From the entries below, pull out each line where "PendingState" appears.
****
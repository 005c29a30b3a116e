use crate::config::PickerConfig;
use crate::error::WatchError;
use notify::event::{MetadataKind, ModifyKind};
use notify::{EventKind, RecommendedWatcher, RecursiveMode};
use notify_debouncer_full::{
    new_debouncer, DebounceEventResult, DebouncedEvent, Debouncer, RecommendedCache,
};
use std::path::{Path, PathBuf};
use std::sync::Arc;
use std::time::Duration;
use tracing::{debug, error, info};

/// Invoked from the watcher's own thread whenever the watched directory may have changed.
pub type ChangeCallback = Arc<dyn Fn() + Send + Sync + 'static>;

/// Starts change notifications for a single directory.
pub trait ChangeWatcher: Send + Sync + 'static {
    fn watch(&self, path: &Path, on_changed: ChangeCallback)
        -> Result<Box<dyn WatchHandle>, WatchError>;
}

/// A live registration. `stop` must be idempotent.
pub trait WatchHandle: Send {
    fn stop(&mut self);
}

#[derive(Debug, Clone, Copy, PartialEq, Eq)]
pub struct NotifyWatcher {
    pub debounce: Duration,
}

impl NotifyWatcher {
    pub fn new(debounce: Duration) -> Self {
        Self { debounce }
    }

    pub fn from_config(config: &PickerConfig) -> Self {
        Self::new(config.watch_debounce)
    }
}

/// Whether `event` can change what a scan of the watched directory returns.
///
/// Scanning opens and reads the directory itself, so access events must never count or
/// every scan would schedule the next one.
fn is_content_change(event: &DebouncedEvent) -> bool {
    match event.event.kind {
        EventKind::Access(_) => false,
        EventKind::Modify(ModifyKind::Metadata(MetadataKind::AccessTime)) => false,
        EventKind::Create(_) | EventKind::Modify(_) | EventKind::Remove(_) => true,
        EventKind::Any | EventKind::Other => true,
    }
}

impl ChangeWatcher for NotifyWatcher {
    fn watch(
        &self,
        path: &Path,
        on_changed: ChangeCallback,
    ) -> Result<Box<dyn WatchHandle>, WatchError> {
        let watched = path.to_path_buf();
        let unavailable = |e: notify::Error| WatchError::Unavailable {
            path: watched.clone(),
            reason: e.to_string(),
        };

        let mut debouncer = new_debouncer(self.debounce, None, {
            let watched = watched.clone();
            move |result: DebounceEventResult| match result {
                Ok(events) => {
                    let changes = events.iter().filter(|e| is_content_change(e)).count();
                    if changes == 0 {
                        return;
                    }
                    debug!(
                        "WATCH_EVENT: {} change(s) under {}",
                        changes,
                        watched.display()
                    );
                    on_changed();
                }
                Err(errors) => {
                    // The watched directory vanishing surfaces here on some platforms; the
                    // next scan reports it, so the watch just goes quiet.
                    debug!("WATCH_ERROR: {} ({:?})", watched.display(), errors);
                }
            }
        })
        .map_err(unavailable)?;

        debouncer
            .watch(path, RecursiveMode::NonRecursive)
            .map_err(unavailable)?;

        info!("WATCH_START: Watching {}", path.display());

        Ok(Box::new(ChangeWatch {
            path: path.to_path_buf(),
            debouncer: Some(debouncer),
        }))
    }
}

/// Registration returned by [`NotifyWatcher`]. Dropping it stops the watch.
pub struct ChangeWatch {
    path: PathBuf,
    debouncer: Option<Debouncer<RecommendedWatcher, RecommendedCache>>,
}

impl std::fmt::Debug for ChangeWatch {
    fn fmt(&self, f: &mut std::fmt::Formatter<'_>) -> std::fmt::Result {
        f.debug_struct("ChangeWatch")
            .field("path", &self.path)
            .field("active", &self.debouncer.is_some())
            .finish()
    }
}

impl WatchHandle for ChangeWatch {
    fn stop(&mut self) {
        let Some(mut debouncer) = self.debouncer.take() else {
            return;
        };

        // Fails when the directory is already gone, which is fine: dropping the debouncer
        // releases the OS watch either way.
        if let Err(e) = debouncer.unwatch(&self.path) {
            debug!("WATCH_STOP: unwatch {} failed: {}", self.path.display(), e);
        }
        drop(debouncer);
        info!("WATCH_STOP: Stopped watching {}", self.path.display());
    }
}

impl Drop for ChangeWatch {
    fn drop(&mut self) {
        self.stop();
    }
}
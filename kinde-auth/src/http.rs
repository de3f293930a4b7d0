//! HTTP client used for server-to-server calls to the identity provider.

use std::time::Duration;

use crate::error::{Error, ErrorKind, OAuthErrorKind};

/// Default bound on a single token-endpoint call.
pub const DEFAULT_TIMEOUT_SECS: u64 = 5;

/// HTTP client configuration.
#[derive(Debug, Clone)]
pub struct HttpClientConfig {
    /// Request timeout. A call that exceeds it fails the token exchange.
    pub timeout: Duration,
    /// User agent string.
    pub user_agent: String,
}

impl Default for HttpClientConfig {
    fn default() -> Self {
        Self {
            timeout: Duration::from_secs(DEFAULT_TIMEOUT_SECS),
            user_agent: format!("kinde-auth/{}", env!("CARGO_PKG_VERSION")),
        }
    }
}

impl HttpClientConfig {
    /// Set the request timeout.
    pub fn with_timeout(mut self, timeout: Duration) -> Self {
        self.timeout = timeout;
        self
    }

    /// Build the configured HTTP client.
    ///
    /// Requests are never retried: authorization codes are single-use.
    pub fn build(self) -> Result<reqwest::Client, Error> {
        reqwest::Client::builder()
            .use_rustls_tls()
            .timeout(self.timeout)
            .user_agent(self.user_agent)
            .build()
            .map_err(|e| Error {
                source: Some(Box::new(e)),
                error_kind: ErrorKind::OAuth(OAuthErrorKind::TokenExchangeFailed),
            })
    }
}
****
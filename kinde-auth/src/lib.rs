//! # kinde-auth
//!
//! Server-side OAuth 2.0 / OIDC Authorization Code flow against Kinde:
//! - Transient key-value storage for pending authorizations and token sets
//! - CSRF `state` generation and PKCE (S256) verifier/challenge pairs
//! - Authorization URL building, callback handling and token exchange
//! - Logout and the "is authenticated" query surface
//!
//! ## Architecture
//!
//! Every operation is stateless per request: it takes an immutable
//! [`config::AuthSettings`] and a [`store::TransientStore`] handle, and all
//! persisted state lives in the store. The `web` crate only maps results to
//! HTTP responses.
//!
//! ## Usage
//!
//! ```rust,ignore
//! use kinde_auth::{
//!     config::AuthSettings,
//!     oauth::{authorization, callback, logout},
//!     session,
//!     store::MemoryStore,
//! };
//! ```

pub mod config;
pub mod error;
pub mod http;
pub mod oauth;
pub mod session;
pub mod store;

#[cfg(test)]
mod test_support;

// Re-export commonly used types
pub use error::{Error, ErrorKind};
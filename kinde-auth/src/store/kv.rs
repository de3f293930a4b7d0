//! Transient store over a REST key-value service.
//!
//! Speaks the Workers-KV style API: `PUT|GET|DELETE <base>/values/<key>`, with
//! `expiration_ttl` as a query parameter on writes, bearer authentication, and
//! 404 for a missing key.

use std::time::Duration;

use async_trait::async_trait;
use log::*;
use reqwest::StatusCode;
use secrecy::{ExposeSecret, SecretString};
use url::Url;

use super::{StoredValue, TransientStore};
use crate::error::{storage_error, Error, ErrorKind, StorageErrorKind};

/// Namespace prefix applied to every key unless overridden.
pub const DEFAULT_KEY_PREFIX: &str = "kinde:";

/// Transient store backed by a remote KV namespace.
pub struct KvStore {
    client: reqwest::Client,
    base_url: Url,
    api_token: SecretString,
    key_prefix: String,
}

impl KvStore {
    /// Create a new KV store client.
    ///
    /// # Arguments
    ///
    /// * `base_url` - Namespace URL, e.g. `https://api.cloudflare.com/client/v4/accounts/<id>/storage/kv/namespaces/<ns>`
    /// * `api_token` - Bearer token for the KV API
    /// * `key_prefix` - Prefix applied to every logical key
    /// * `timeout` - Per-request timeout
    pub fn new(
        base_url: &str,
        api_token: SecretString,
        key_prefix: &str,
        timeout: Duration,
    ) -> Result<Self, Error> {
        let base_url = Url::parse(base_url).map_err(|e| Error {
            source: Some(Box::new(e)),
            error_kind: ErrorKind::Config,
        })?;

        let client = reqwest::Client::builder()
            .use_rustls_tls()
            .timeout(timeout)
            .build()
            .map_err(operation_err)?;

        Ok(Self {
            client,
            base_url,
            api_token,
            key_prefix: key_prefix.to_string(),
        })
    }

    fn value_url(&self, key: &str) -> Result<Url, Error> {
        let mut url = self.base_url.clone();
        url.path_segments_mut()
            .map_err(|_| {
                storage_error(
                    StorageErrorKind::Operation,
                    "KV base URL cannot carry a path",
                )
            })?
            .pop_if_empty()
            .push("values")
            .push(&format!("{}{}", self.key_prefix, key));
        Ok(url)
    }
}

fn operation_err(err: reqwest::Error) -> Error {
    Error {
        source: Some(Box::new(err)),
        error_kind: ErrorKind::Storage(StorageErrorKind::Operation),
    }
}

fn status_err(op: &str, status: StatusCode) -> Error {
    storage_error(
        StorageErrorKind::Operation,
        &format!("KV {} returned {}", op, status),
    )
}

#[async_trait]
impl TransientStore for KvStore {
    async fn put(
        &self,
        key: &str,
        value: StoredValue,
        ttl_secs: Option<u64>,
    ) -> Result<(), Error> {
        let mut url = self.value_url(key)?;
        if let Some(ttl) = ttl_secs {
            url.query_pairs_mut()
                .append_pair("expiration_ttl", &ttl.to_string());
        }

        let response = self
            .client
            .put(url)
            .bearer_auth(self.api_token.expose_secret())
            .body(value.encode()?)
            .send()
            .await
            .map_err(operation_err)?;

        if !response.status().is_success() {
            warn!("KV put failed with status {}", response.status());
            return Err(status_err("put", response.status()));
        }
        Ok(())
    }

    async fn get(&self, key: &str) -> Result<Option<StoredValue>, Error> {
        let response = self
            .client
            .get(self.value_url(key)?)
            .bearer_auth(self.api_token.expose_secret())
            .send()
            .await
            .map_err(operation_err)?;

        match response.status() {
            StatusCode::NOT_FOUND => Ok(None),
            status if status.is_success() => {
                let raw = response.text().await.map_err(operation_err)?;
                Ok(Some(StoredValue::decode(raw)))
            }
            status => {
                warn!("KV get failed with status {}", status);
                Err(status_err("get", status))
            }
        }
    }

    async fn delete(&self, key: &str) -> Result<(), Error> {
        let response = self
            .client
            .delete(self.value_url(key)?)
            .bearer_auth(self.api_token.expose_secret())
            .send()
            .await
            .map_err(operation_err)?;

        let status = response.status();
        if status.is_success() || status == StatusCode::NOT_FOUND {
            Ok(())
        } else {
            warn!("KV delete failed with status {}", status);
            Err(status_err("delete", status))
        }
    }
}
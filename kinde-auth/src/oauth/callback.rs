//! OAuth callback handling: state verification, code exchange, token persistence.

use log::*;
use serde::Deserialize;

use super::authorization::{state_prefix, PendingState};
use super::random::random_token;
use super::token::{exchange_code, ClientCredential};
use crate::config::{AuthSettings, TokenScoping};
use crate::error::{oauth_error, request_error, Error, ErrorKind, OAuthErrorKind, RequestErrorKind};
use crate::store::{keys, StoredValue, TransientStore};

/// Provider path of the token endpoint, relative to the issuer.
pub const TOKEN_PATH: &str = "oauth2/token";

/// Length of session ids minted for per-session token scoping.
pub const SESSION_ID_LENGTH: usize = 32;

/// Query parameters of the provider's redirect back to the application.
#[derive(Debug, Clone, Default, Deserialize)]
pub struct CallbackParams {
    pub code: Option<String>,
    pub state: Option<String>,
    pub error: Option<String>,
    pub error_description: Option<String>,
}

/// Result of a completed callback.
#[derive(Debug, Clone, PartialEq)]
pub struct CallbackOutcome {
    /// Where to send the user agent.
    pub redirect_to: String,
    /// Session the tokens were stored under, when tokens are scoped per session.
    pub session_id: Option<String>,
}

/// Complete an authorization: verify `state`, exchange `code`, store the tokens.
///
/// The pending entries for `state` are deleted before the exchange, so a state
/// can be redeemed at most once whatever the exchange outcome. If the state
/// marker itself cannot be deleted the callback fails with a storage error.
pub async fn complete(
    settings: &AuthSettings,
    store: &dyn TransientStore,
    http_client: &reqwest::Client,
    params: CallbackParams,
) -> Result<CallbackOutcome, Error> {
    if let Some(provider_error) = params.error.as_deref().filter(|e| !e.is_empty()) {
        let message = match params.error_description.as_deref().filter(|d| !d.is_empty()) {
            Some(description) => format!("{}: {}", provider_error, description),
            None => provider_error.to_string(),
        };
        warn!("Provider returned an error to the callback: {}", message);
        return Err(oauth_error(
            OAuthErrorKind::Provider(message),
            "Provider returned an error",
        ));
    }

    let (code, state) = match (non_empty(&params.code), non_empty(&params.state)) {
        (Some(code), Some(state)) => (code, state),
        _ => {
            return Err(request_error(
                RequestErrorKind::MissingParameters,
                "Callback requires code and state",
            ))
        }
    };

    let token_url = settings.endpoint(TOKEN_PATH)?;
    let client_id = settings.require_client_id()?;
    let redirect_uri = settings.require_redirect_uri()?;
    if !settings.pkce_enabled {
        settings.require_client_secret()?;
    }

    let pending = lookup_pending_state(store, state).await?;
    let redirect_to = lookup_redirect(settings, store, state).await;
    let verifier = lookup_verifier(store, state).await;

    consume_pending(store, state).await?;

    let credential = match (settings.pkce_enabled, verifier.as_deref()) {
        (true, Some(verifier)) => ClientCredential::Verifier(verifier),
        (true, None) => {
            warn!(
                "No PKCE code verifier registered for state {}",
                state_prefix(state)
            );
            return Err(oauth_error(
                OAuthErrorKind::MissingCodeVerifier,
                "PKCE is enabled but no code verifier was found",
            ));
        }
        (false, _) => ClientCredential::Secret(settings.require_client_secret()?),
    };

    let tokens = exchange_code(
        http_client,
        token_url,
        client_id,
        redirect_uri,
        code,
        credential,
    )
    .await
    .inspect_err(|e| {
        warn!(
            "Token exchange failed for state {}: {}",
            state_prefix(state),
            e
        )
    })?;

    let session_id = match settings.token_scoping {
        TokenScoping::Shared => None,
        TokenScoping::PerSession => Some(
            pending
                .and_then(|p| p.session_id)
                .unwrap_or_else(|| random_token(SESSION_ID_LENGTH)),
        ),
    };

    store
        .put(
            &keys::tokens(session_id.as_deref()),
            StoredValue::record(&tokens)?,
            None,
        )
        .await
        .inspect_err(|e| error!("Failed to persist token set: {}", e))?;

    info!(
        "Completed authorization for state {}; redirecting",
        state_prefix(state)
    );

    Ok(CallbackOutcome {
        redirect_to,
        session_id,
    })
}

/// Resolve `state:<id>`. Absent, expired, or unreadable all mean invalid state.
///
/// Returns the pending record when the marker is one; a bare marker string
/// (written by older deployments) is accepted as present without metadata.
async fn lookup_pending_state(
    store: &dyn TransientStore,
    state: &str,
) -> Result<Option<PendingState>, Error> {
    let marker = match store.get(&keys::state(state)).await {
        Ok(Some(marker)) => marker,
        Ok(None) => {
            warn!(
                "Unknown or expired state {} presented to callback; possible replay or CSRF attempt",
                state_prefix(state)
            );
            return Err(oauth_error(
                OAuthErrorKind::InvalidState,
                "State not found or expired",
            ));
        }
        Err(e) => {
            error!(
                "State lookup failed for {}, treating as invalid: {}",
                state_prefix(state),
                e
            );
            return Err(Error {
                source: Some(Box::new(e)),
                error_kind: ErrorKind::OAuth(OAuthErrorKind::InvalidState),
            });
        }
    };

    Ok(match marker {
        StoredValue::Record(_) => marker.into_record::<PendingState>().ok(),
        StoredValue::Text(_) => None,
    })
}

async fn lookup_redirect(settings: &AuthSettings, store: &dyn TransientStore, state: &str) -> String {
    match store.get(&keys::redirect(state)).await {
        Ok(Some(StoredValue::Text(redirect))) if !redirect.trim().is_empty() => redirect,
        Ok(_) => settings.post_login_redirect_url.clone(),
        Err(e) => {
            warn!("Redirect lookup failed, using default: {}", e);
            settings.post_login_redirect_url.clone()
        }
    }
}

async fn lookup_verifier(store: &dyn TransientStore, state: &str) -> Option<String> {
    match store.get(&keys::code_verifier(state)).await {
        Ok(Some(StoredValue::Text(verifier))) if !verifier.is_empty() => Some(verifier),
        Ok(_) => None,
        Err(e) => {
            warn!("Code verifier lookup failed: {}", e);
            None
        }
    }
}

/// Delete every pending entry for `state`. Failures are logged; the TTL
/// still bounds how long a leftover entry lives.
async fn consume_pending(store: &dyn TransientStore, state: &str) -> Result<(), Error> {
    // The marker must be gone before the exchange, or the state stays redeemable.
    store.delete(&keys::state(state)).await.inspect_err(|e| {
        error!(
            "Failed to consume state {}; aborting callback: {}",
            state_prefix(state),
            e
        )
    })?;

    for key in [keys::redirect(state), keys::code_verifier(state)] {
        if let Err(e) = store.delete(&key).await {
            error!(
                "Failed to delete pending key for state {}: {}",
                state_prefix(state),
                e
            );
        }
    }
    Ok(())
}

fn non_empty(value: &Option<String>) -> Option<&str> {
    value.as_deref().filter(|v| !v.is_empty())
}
****
## [Finished task]
use super::authorization::{state_prefix, PendingState};
) -> Result<Option<PendingState>, Error> {
        StoredValue::Record(_) => marker.into_record::<PendingState>().ok(),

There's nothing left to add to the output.